Task brief: Output all records verbatim.

(Collected data)
=== Begin Enclosure ===

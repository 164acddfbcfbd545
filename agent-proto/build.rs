fn main() {
    tonic_build::configure()
        .out_dir("./src")
        .compile(&["proto/node_agent.proto"], &["proto"])
        .expect("failed to compile protos");
}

=== End Enclosure ===

Expected output:
repository 164acddfbcfbd545
filename agent-proto/build.rs
fn main() {
    tonic_build::configure()
        .out_dir("./src")
        .compile(&["proto/node_agent.proto"], &["proto"])
        .expect("failed to compile protos");
}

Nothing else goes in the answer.